Athena
5.6
Athena

Film de Romain Gavras (2022)

Voir le film

Inconséquent... Voilà un terme qui résume l'heure et demie qui défile devant nous sans que rien ne vienne frétiller le coeur du spectateur. Romain Gavras nous avait promis une tragédie dans le sens antique du terme ; il accouche d'un clip démentiel qui vient imager la musique grégorienne de Surkin, dans un amas putassier de clichés qui s'empilent sans que rien ne viennent déjouer la prévisibilité de son récit.

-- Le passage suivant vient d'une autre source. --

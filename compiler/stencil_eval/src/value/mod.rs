//! Runtime values.
//!
//! A closed set of variants covers everything templates compute with;
//! [`HostObject`] is the escape hatch for host values reached only through
//! field and method access.
//!
//! All heap payloads sit behind `Arc`, so cloning a value is cheap and
//! values can cross into hole-rendering threads.

mod callable;
mod map;
mod record;

use std::fmt;
use std::sync::Arc;

pub use callable::{Args, FunctionValue, Helper, HelperFn, Kind, Signature};
pub use map::MapValue;
pub use record::{HostObject, Record};

/// Half-open integer range produced by the `range` family of builtins.
#[derive(Copy, Clone, Debug, Eq, PartialEq)]
pub struct RangeValue {
    pub start: i64,
    pub end: i64,
}

impl RangeValue {
    pub fn len(self) -> usize {
        usize::try_from(self.end.saturating_sub(self.start)).unwrap_or(0)
    }

    pub fn is_empty(self) -> bool {
        self.len() == 0
    }

    pub fn iter(self) -> std::ops::Range<i64> {
        self.start..self.end
    }
}

/// Runtime value.
#[derive(Clone)]
pub enum Value {
    Nil,
    Bool(bool),
    Int(i64),
    Float(f64),
    /// Plain text; HTML-escaped when printed.
    Str(Arc<str>),
    /// Pre-escaped markup; printed verbatim.
    Html(Arc<str>),
    List(Arc<Vec<Value>>),
    Map(Arc<MapValue>),
    Record(Arc<Record>),
    Range(RangeValue),
    Function(Arc<FunctionValue>),
    Helper(Helper),
    Object(Arc<dyn HostObject>),
}

impl Value {
    pub fn string(s: impl Into<Arc<str>>) -> Self {
        Value::Str(s.into())
    }

    pub fn html(s: impl Into<Arc<str>>) -> Self {
        Value::Html(s.into())
    }

    pub fn list(items: Vec<Value>) -> Self {
        Value::List(Arc::new(items))
    }

    pub fn map(map: MapValue) -> Self {
        Value::Map(Arc::new(map))
    }

    pub fn record(record: Record) -> Self {
        Value::Record(Arc::new(record))
    }

    pub fn object(object: impl HostObject + 'static) -> Self {
        Value::Object(Arc::new(object))
    }

    pub fn type_name(&self) -> &'static str {
        match self {
            Value::Nil => "nil",
            Value::Bool(_) => "bool",
            Value::Int(_) => "int",
            Value::Float(_) => "float",
            Value::Str(_) => "string",
            Value::Html(_) => "html",
            Value::List(_) => "list",
            Value::Map(_) => "map",
            Value::Record(_) => "record",
            Value::Range(_) => "range",
            Value::Function(_) => "func",
            Value::Helper(_) => "helper",
            Value::Object(_) => "object",
        }
    }

    /// `nil` is false, a bool is itself, everything else is true.
    pub fn is_truthy(&self) -> bool {
        match self {
            Value::Nil => false,
            Value::Bool(b) => *b,
            _ => true,
        }
    }

    pub fn is_nil(&self) -> bool {
        matches!(self, Value::Nil)
    }

    /// Text of a string or markup value.
    pub fn as_str(&self) -> Option<&str> {
        match self {
            Value::Str(s) | Value::Html(s) => Some(s),
            _ => None,
        }
    }

    pub fn as_int(&self) -> Option<i64> {
        match self {
            Value::Int(n) => Some(*n),
            _ => None,
        }
    }

    pub fn as_list(&self) -> Option<&[Value]> {
        match self {
            Value::List(items) => Some(items),
            _ => None,
        }
    }

    pub fn as_map(&self) -> Option<&MapValue> {
        match self {
            Value::Map(map) => Some(map),
            _ => None,
        }
    }
}

impl PartialEq for Value {
    fn eq(&self, other: &Self) -> bool {
        match (self, other) {
            (Value::Nil, Value::Nil) => true,
            (Value::Bool(a), Value::Bool(b)) => a == b,
            (Value::Int(a), Value::Int(b)) => a == b,
            (Value::Float(a), Value::Float(b)) => a == b,
            (Value::Str(a) | Value::Html(a), Value::Str(b) | Value::Html(b)) => a == b,
            (Value::List(a), Value::List(b)) => a == b,
            (Value::Map(a), Value::Map(b)) => a == b,
            (Value::Record(a), Value::Record(b)) => a == b,
            (Value::Range(a), Value::Range(b)) => a == b,
            (Value::Function(a), Value::Function(b)) => Arc::ptr_eq(a, b),
            (Value::Helper(a), Value::Helper(b)) => a.ptr_eq(b),
            (Value::Object(a), Value::Object(b)) => Arc::ptr_eq(a, b),
            _ => false,
        }
    }
}

impl fmt::Debug for Value {
    fn fmt(&self, f: &mut fmt::Formatter<'_>) -> fmt::Result {
        match self {
            Value::Nil => write!(f, "Nil"),
            Value::Bool(b) => write!(f, "Bool({b})"),
            Value::Int(n) => write!(f, "Int({n})"),
            Value::Float(n) => write!(f, "Float({n})"),
            Value::Str(s) => write!(f, "Str({s:?})"),
            Value::Html(s) => write!(f, "Html({s:?})"),
            Value::List(items) => f.debug_list().entries(items.iter()).finish(),
            Value::Map(map) => f.debug_map().entries(map.iter()).finish(),
            Value::Record(record) => {
                let mut s = f.debug_struct(record.type_name());
                for (name, value) in record.fields() {
                    s.field(name, value);
                }
                s.finish()
            }
            Value::Range(r) => write!(f, "Range({}..{})", r.start, r.end),
            Value::Function(func) => write!(f, "Function({})", func.params.join(", ")),
            Value::Helper(helper) => fmt::Debug::fmt(helper, f),
            Value::Object(object) => fmt::Debug::fmt(object, f),
        }
    }
}

/// Unescaped text form, used for string concatenation and messages.
impl fmt::Display for Value {
    fn fmt(&self, f: &mut fmt::Formatter<'_>) -> fmt::Result {
        match self {
            Value::Nil => Ok(()),
            Value::Bool(b) => write!(f, "{b}"),
            Value::Int(n) => write!(f, "{n}"),
            Value::Float(n) => write!(f, "{n}"),
            Value::Str(s) | Value::Html(s) => f.write_str(s),
            Value::List(items) => {
                f.write_str("[")?;
                for (i, item) in items.iter().enumerate() {
                    if i > 0 {
                        f.write_str(" ")?;
                    }
                    write!(f, "{item}")?;
                }
                f.write_str("]")
            }
            Value::Map(map) => {
                f.write_str("{")?;
                for (i, (key, value)) in map.iter().enumerate() {
                    if i > 0 {
                        f.write_str(", ")?;
                    }
                    write!(f, "{key}: {value}")?;
                }
                f.write_str("}")
            }
            Value::Record(record) => {
                write!(f, "{}{{", record.type_name())?;
                for (i, (name, value)) in record.fields().enumerate() {
                    if i > 0 {
                        f.write_str(", ")?;
                    }
                    write!(f, "{name}: {value}")?;
                }
                f.write_str("}")
            }
            Value::Range(r) => write!(f, "{}..{}", r.start, r.end),
            Value::Function(func) => write!(f, "fn({})", func.params.join(", ")),
            Value::Helper(_) => f.write_str("helper"),
            Value::Object(object) => match object.to_text() {
                Some(text) => f.write_str(&text),
                None => write!(f, "<{}>", object.type_name()),
            },
        }
    }
}

impl From<bool> for Value {
    fn from(b: bool) -> Self {
        Value::Bool(b)
    }
}

impl From<i64> for Value {
    fn from(n: i64) -> Self {
        Value::Int(n)
    }
}

impl From<i32> for Value {
    fn from(n: i32) -> Self {
        Value::Int(i64::from(n))
    }
}

impl From<usize> for Value {
    fn from(n: usize) -> Self {
        Value::Int(i64::try_from(n).unwrap_or(i64::MAX))
    }
}

impl From<f64> for Value {
    fn from(n: f64) -> Self {
        Value::Float(n)
    }
}

impl From<&str> for Value {
    fn from(s: &str) -> Self {
        Value::Str(s.into())
    }
}

impl From<String> for Value {
    fn from(s: String) -> Self {
        Value::Str(s.into())
    }
}

impl From<Vec<Value>> for Value {
    fn from(items: Vec<Value>) -> Self {
        Value::list(items)
    }
}

impl From<MapValue> for Value {
    fn from(map: MapValue) -> Self {
        Value::map(map)
    }
}

impl From<Record> for Value {
    fn from(record: Record) -> Self {
        Value::record(record)
    }
}

impl From<Helper> for Value {
    fn from(helper: Helper) -> Self {
        Value::Helper(helper)
    }
}

impl<T: Into<Value>> From<Option<T>> for Value {
    fn from(value: Option<T>) -> Self {
        value.map_or(Value::Nil, Into::into)
    }
}

#[cfg(test)]
mod tests {
    use super::*;

    #[test]
    fn test_truthiness() {
        assert!(!Value::Nil.is_truthy());
        assert!(!Value::Bool(false).is_truthy());
        assert!(Value::Int(0).is_truthy());
        assert!(Value::from("").is_truthy());
        assert!(Value::list(vec![]).is_truthy());
    }

    #[test]
    fn test_mixed_numeric_kinds_are_unequal() {
        assert_ne!(Value::Int(1), Value::Float(1.0));
        assert_eq!(Value::from("a"), Value::html("a"));
        assert_ne!(Value::Nil, Value::Bool(false));
    }

    #[test]
    fn test_display_forms() {
        assert_eq!(Value::Float(4.0).to_string(), "4");
        assert_eq!(Value::Float(1.1 + 3.1).to_string(), "4.2");
        assert_eq!(Value::Nil.to_string(), "");
        let list = Value::list(vec![Value::Int(1), Value::from("b")]);
        assert_eq!(list.to_string(), "[1 b]");
        let map: MapValue = [("a", Value::Int(1))].into_iter().collect();
        assert_eq!(Value::map(map).to_string(), "{a: 1}");
    }

    #[test]
    fn test_range_len() {
        assert_eq!(RangeValue { start: 2, end: 5 }.len(), 3);
        assert!(RangeValue { start: 5, end: 2 }.is_empty());
    }
}
//! End-to-end rendering tests.

mod hole_tests;
mod render_tests;
mod script_tests;

use crate::{render, Context, Error};

pub(crate) fn render_ok(source: &str, ctx: &Context) -> String {
    match render(source, ctx) {
        Ok(output) => output,
        Err(err) => panic!("render of {source:?} failed: {err}"),
    }
}

pub(crate) fn render_err(source: &str, ctx: &Context) -> Error {
    match render(source, ctx) {
        Ok(output) => panic!("render of {source:?} succeeded with {output:?}"),
        Err(err) => err,
    }
}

Une bonne tragédie, de l'Antiquité jusqu'aux oeuvres de Racine, demeure dans la qualité d'offrir une destinée inéluctable à des personnages tourmentées pour lesquels nous avons développés des attaches fortes. Or ce film se vautre entièrement en oubliant justement ce point précis : nous raconter une histoire centrée autour de personnages forts et marquants. Karim, Mokhtar, Abdel : tous parcourent ce film sans ne jamais être réellement développer, ne reposant que sur des postures et traits de caractères qui les rendent facilement identifiables sans ne jamais transcender les lignes directrices dessinées par Gavras et Ly au moment de l'élaboration du scénario.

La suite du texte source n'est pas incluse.